Study design. Two double-blind, randomized, ascending, single-dose, placebo-controlled studies were conducted. In study 1, seven subjects in group 1 received at least one single oral dose of gemifloxacin (in capsule form) and a randomized placebo (i.e., two subjects received three doses and the placebo, three subjects received two doses and the placebo, one subject received one dose and the placebo, and one subject received one dose of gemifloxacin only) and four subjects in group 2 received 160 mg of gemifloxacin only. Treatment periods were separated by 7-day washouts. Subjects received single oral doses of 20 mg (n = 2), 40 mg (n = 4), 80 mg (n = 4), 160 mg (n = 4), or 320 mg (n = 4) of gemifloxacin or placebo (n = 8) in a fasting state. In study 2, six subjects received single oral doses of gemifloxacin at doses of 600 mg (n = 6; two of these subjects received a second dose of 600 mg on another occasion) and 800 mg (n = 4) and a placebo, administered in an escalating manner in the fasting state, with a washout period of at least 7 days. Gemifloxacin or placebo was administered with 240 ml of water after an overnight fast. Subjects were required to avoid lying down until 2 h after receiving the dose and eating or drinking beverages other than water until 4 h after dosing, after which a standard meal was served. Subjects abstained from smoking, alcohol, and caffeine-containing foods and beverages until 48 h after each dose and from sunbathing or using sun beds or sun lamps from 7 days prior to the last dose until after the final assessment (within 1 week of the last dose).

Safety. All subjects were under close, continuous observation in the study unit throughout each 48-h investigation period. Any adverse events and remedial action were promptly recorded, together with the project physician's opinion of the event's relationship to drug administration. In addition to monitoring of adverse experience, safety assessments taken throughout the study day included vital signs, 12-lead ECG recordings, hematology, clinical chemistry, and urinalysis. In order to assess the potential for gemifloxacin to cause crystalluria in humans, urine samples were examined microscopically during the studies.

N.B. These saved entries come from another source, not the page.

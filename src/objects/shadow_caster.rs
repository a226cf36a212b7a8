//! Textured mesh that casts and receives shadows

use glam::Vec3;

use crate::backend::traits::*;
use crate::backend::types::*;
use crate::error::{RenderError, RenderResult};
use crate::pipeline::{CommonStages, RenderItem, SharedNames, StageContext, SwappableRenderItem};
use crate::queue::RenderOrderKey;
use crate::resources::{
    ContextObjects, DeviceObjectCache, DeviceObjects, GpuMesh, GpuTexture, Material, MaterialDescriptor, Mesh,
    TextureData,
};
use crate::scene::{BoundingFrustum, BoundingSphere, ContainmentType, Transform};

const STAGES: [&str; 2] = [CommonStages::SHADOW_MAP, CommonStages::STANDARD];

/// Sampler slots of the standard material: surface, then one per cascade
const STANDARD_SAMPLER_SLOTS: u32 = 4;

pub fn shadow_pass_material() -> MaterialDescriptor {
    MaterialDescriptor {
        shader_set_name: "shadowmap",
        vertex_inputs: vec![VertexPositionNormalTexture::layout()],
        resources: vec![
            ShaderResourceDescription::constant("ProjectionMatrixBuffer", ShaderConstantType::Matrix4x4),
            ShaderResourceDescription::constant("ViewMatrixBuffer", ShaderConstantType::Matrix4x4),
            ShaderResourceDescription::constant("WorldMatrixBuffer", ShaderConstantType::Matrix4x4),
        ],
    }
}

pub fn regular_pass_material() -> MaterialDescriptor {
    use ShaderConstantType::*;
    MaterialDescriptor {
        shader_set_name: "shadow",
        vertex_inputs: vec![VertexPositionNormalTexture::layout()],
        resources: vec![
            ShaderResourceDescription::constant("ProjectionMatrixBuffer", Matrix4x4),
            ShaderResourceDescription::constant("ViewMatrixBuffer", Matrix4x4),
            ShaderResourceDescription::constant("LightViewProjectionNearBuffer", Matrix4x4),
            ShaderResourceDescription::constant("LightViewProjectionMidBuffer", Matrix4x4),
            ShaderResourceDescription::constant("LightViewProjectionFarBuffer", Matrix4x4),
            ShaderResourceDescription::constant("DepthLimitsBuffer", Float4),
            ShaderResourceDescription::constant("LightInfoBuffer", Custom(32)),
            ShaderResourceDescription::constant("ShadowParametersBuffer", Float4),
            ShaderResourceDescription::constant("WorldMatrixBuffer", Matrix4x4),
            ShaderResourceDescription::constant("InverseTransposeWorldMatrixBuffer", Matrix4x4),
            ShaderResourceDescription::texture("SurfaceTexture"),
            ShaderResourceDescription::texture("ShadowMapNear"),
            ShaderResourceDescription::texture("ShadowMapMid"),
            ShaderResourceDescription::texture("ShadowMapFar"),
        ],
    }
}

#[derive(Debug)]
struct ShadowCasterObjects {
    mesh: GpuMesh,
    shadow_material: Material,
    regular_material: Material,
    world_buffer: BufferHandle,
    inverse_transpose_world_buffer: BufferHandle,
    surface: GpuTexture,
    shadow_sampler: SamplerHandle,
}

impl ShadowCasterObjects {
    fn create(factory: &mut dyn ResourceFactory, mesh: &Mesh, texture: &TextureData) -> BackendResult<Self> {
        Ok(Self {
            mesh: GpuMesh::create(factory, mesh)?,
            shadow_material: Material::create(factory, &shadow_pass_material())?,
            regular_material: Material::create(factory, &regular_pass_material())?,
            world_buffer: factory.create_constant_buffer(ShaderConstantType::Matrix4x4, "world")?,
            inverse_transpose_world_buffer: factory
                .create_constant_buffer(ShaderConstantType::Matrix4x4, "inverse transpose world")?,
            surface: GpuTexture::create(factory, texture)?,
            shadow_sampler: factory.create_sampler_state(&SamplerDescriptor::shadow_map())?,
        })
    }
}

impl DeviceObjects for ShadowCasterObjects {
    fn destroy(&self, factory: &mut dyn ResourceFactory) {
        self.mesh.destroy(factory);
        self.shadow_material.destroy(factory);
        self.regular_material.destroy(factory);
        factory.destroy(self.world_buffer.into());
        factory.destroy(self.inverse_transpose_world_buffer.into());
        self.surface.destroy(factory);
        factory.destroy(self.shadow_sampler.into());
    }
}

/// A mesh drawn into the shadow maps and, shadowed, into the standard pass
#[derive(Debug)]
pub struct ShadowCaster {
    pub name: String,
    pub transform: Transform,
    mesh: Mesh,
    texture: TextureData,
    centered_bounds: BoundingSphere,
    shadow_map_name: String,
    objects: ContextObjects<ShadowCasterObjects>,
}

impl ShadowCaster {
    pub fn new(mesh: Mesh, texture: TextureData) -> Self {
        let centered_bounds = mesh.bounding_sphere();
        Self {
            name: mesh.name.clone(),
            transform: Transform::new(),
            mesh,
            texture,
            centered_bounds,
            shadow_map_name: SharedNames::SHADOW_MAP.to_string(),
            objects: ContextObjects::new(),
        }
    }

    pub fn with_transform(mut self, transform: Transform) -> Self {
        self.transform = transform;
        self
    }

    /// Shared name of the first cascade when the shadow stage publishes under another name
    pub fn with_shadow_map_name(mut self, name: &str) -> Self {
        self.shadow_map_name = name.to_string();
        self
    }

    /// Bounds in world space, scaled uniformly by `scale.x`
    pub fn world_bounds(&self) -> BoundingSphere {
        self.centered_bounds
            .placed(self.transform.position, self.transform.scale.x)
    }

    pub fn is_initialized(&self) -> bool {
        self.objects.is_some()
    }

    fn objects(&self) -> RenderResult<&ShadowCasterObjects> {
        self.objects.get().ok_or_else(|| RenderError::ItemNotInitialized {
            item: self.name.clone(),
        })
    }

    fn render_shadow_pass(
        objects: &ShadowCasterObjects,
        ctx: &mut StageContext<'_>,
    ) -> RenderResult<()> {
        objects.shadow_material.apply(ctx.rc)?;
        ctx.rc
            .set_constant_buffer(0, ctx.shared.buffer(SharedNames::LIGHT_PROJECTION_MATRIX)?)?;
        ctx.rc
            .set_constant_buffer(1, ctx.shared.buffer(SharedNames::LIGHT_VIEW_MATRIX)?)?;
        ctx.rc.set_constant_buffer(2, objects.world_buffer)?;
        ctx.rc.draw_indexed_primitives(objects.mesh.index_count, 0)?;
        Ok(())
    }

    fn render_standard_pass(
        &self,
        objects: &ShadowCasterObjects,
        ctx: &mut StageContext<'_>,
    ) -> RenderResult<()> {
        objects.regular_material.apply(ctx.rc)?;

        let shared = [
            SharedNames::PROJECTION_MATRIX,
            SharedNames::VIEW_MATRIX,
            SharedNames::LIGHT_VIEW_PROJECTION_NEAR,
            SharedNames::LIGHT_VIEW_PROJECTION_MID,
            SharedNames::LIGHT_VIEW_PROJECTION_FAR,
            SharedNames::DEPTH_LIMITS,
            SharedNames::LIGHT_INFO,
            SharedNames::SHADOW_PARAMETERS,
        ];
        for (slot, name) in shared.into_iter().enumerate() {
            ctx.rc.set_constant_buffer(slot as u32, ctx.shared.buffer(name)?)?;
        }
        let slot = shared.len() as u32;
        ctx.rc.set_constant_buffer(slot, objects.world_buffer)?;
        ctx.rc
            .set_constant_buffer(slot + 1, objects.inverse_transpose_world_buffer)?;

        let base = &self.shadow_map_name;
        let cascades = [base.clone(), format!("{base}Mid"), format!("{base}Far")];
        ctx.rc.set_texture(0, objects.surface.binding)?;
        for (i, name) in cascades.iter().enumerate() {
            ctx.rc.set_texture(i as u32 + 1, ctx.shared.texture(name)?)?;
        }

        let aniso = ctx.rc.anisox4_sampler();
        ctx.rc.set_sampler_state(0, aniso)?;
        for slot in 1..STANDARD_SAMPLER_SLOTS {
            ctx.rc.set_sampler_state(slot, objects.shadow_sampler)?;
        }

        ctx.rc.draw_indexed_primitives(objects.mesh.index_count, 0)?;

        let point = ctx.rc.point_sampler();
        for slot in 0..STANDARD_SAMPLER_SLOTS {
            ctx.rc.set_sampler_state(slot, point)?;
        }
        Ok(())
    }
}

impl RenderItem for ShadowCaster {
    fn stages_participated(&self) -> &[&'static str] {
        &STAGES
    }

    fn cull(&self, frustum: &BoundingFrustum) -> bool {
        frustum.contains_sphere(&self.world_bounds()) == ContainmentType::Disjoint
    }

    fn render_order_key(&self, viewpoint: Vec3) -> RenderOrderKey {
        let material = self
            .objects
            .get()
            .map(|o| o.regular_material.id())
            .unwrap_or_default();
        RenderOrderKey::create(self.transform.position.distance(viewpoint), material)
    }

    fn render(&mut self, ctx: &mut StageContext<'_>, stage: &str) -> RenderResult<()> {
        let objects = self.objects()?;
        objects.mesh.bind(ctx.rc)?;

        let factory = ctx.rc.resource_factory();
        factory.write_buffer(objects.world_buffer, 0, bytemuck::bytes_of(&self.transform.matrix()))?;
        factory.write_buffer(
            objects.inverse_transpose_world_buffer,
            0,
            bytemuck::bytes_of(&self.transform.inverse_transpose()),
        )?;

        match stage {
            CommonStages::SHADOW_MAP => Self::render_shadow_pass(objects, ctx),
            CommonStages::STANDARD => self.render_standard_pass(objects, ctx),
            other => {
                log::warn!("{}: asked to render in unknown stage {other}", self.name);
                Ok(())
            }
        }
    }
}

impl SwappableRenderItem for ShadowCaster {
    fn change_render_context(
        &mut self,
        rc: &mut dyn RenderContext,
        _cache: &mut DeviceObjectCache,
    ) -> RenderResult<()> {
        let (mesh, texture) = (&self.mesh, &self.texture);
        self.objects
            .rebuild(rc, |factory| ShadowCasterObjects::create(factory, mesh, texture))?;
        Ok(())
    }

    fn dispose(&mut self, factory: &mut dyn ResourceFactory) {
        self.objects.dispose(factory);
    }
}

#[cfg(test)]
mod tests {
    use super::*;
    use crate::backend::{HeadlessContext, RecordedCommand};
    use crate::pipeline::{FrameInfo, SharedResources};
    use crate::BackendType;

    fn caster() -> ShadowCaster {
        ShadowCaster::new(Mesh::cube(), TextureData::white())
            .with_transform(Transform::from_position(Vec3::new(0.0, 0.0, -10.0)))
    }

    fn publish_all(rc: &mut HeadlessContext, shared: &mut SharedResources) {
        let factory = rc.resource_factory();
        for name in [
            SharedNames::PROJECTION_MATRIX,
            SharedNames::VIEW_MATRIX,
            SharedNames::LIGHT_PROJECTION_MATRIX,
            SharedNames::LIGHT_VIEW_MATRIX,
            SharedNames::LIGHT_VIEW_PROJECTION_NEAR,
            SharedNames::LIGHT_VIEW_PROJECTION_MID,
            SharedNames::LIGHT_VIEW_PROJECTION_FAR,
            SharedNames::DEPTH_LIMITS,
            SharedNames::LIGHT_INFO,
            SharedNames::SHADOW_PARAMETERS,
        ] {
            let buffer = factory
                .create_constant_buffer(ShaderConstantType::Matrix4x4, name)
                .unwrap();
            shared.set_buffer(name, buffer);
        }
        let texture = GpuTexture::create(factory, &TextureData::white()).unwrap();
        for name in ["ShadowMap", "ShadowMapMid", "ShadowMapFar"] {
            shared.set_texture(name, texture.binding);
        }
    }

    #[test]
    fn test_cull_uses_scaled_bounds() {
        let mut caster = caster();
        let camera = crate::scene::Camera::default();
        caster.transform.position = Vec3::new(0.0, 3.0, 10.0);
        assert!(caster.cull(&camera.frustum()));

        caster.transform.scale = Vec3::splat(40.0);
        assert!(!caster.cull(&camera.frustum()));
    }

    #[test]
    fn test_key_orders_by_distance() {
        let caster = caster();
        let near = caster.render_order_key(Vec3::new(0.0, 0.0, -9.0));
        let far = caster.render_order_key(Vec3::new(0.0, 0.0, 20.0));
        assert!(near < far);
    }

    #[test]
    fn test_render_before_context_fails() {
        let mut rc = HeadlessContext::new(BackendType::OpenGL, 8, 8).unwrap();
        let mut shared = SharedResources::new();
        let mut cache = DeviceObjectCache::new();
        let mut ctx = StageContext {
            rc: &mut rc,
            shared: &mut shared,
            cache: &mut cache,
            frame: FrameInfo::default(),
        };
        let result = caster().render(&mut ctx, CommonStages::STANDARD);
        assert!(matches!(result, Err(RenderError::ItemNotInitialized { .. })));
    }

    #[test]
    fn test_both_passes_draw_and_restore_samplers() {
        let mut rc = HeadlessContext::new(BackendType::Vulkan, 8, 8).unwrap();
        let mut shared = SharedResources::new();
        let mut cache = DeviceObjectCache::new();
        publish_all(&mut rc, &mut shared);

        let mut caster = caster();
        caster.change_render_context(&mut rc, &mut cache).unwrap();
        let mut ctx = StageContext {
            rc: &mut rc,
            shared: &mut shared,
            cache: &mut cache,
            frame: FrameInfo::default(),
        };
        caster.render(&mut ctx, CommonStages::SHADOW_MAP).unwrap();
        caster.render(&mut ctx, CommonStages::STANDARD).unwrap();

        let draws: Vec<_> = rc.draw_calls().cloned().collect();
        assert_eq!(draws.len(), 2);
        assert_eq!(draws[0].constant_buffers.len(), 3);
        assert_eq!(draws[1].constant_buffers.len(), 10);
        assert_eq!(draws[1].textures.len(), 4);
        assert_eq!(draws[1].index_count, 36);

        let point = rc.point_sampler();
        let restored = rc
            .commands()
            .iter()
            .rev()
            .take(STANDARD_SAMPLER_SLOTS as usize)
            .all(|c| matches!(c, RecordedCommand::SetSampler { sampler, .. } if *sampler == point));
        assert!(restored);
    }

    #[test]
    fn test_dispose_releases_everything() {
        let mut rc = HeadlessContext::new(BackendType::Direct3D11, 8, 8).unwrap();
        let mut cache = DeviceObjectCache::new();
        let live = rc.factory().live_objects();

        let mut caster = caster();
        caster.change_render_context(&mut rc, &mut cache).unwrap();
        assert!(rc.factory().live_objects() > live);
        caster.dispose(rc.resource_factory());
        assert_eq!(rc.factory().live_objects(), live);
        assert!(!caster.is_initialized());
    }

    #[test]
    fn test_rebuild_on_same_context_keeps_object_count() {
        let mut rc = HeadlessContext::new(BackendType::OpenGL, 8, 8).unwrap();
        let mut cache = DeviceObjectCache::new();
        let mut caster = caster();
        caster.change_render_context(&mut rc, &mut cache).unwrap();
        let live = rc.factory().live_objects();

        caster.change_render_context(&mut rc, &mut cache).unwrap();
        assert_eq!(rc.factory().live_objects(), live);
    }
}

Sampling. Blood samples (10 ml each) were taken by venipuncture of the antecubital veins (or via an indwelling catheter), before dosing and at 0.5, 1, 1.5, 2, 3, 4, 6, 8, 12, 18, 24, 36, and 48 h after dosing. The blood samples were allowed to clot at room temperature and in the dark for at least 30 min prior to centrifugation for 15 min at 2,000 × g and at 4°C. Separated serum was frozen at approximately 20°C. The urine samples were collected 2 to 0 h prior to dosing and at 0 to 2, 2 to 4, 4 to 6, 6 to 8, 8 to 12, 12 to 24, 24 to 36, and 36 to 48 h after dosing for 20-, 80-, 160-, and 320-mg gemifloxacin doses (study 1). For study 2, urine samples were collected 2 to 0 h prior to dosing and at 0 to 6, 6 to 12, 12 to 24, and 24 to 48 h after dosing for 600- and 800-mg gemifloxacin doses. A 10-ml aliquot of each sample was transferred into a polystyrene tube and immediately frozen at approximately 20°C. Gemifloxacin has been shown to be stable for up to 6 months in serum and urine under these storage conditions (SmithKline Beecham, unpublished data).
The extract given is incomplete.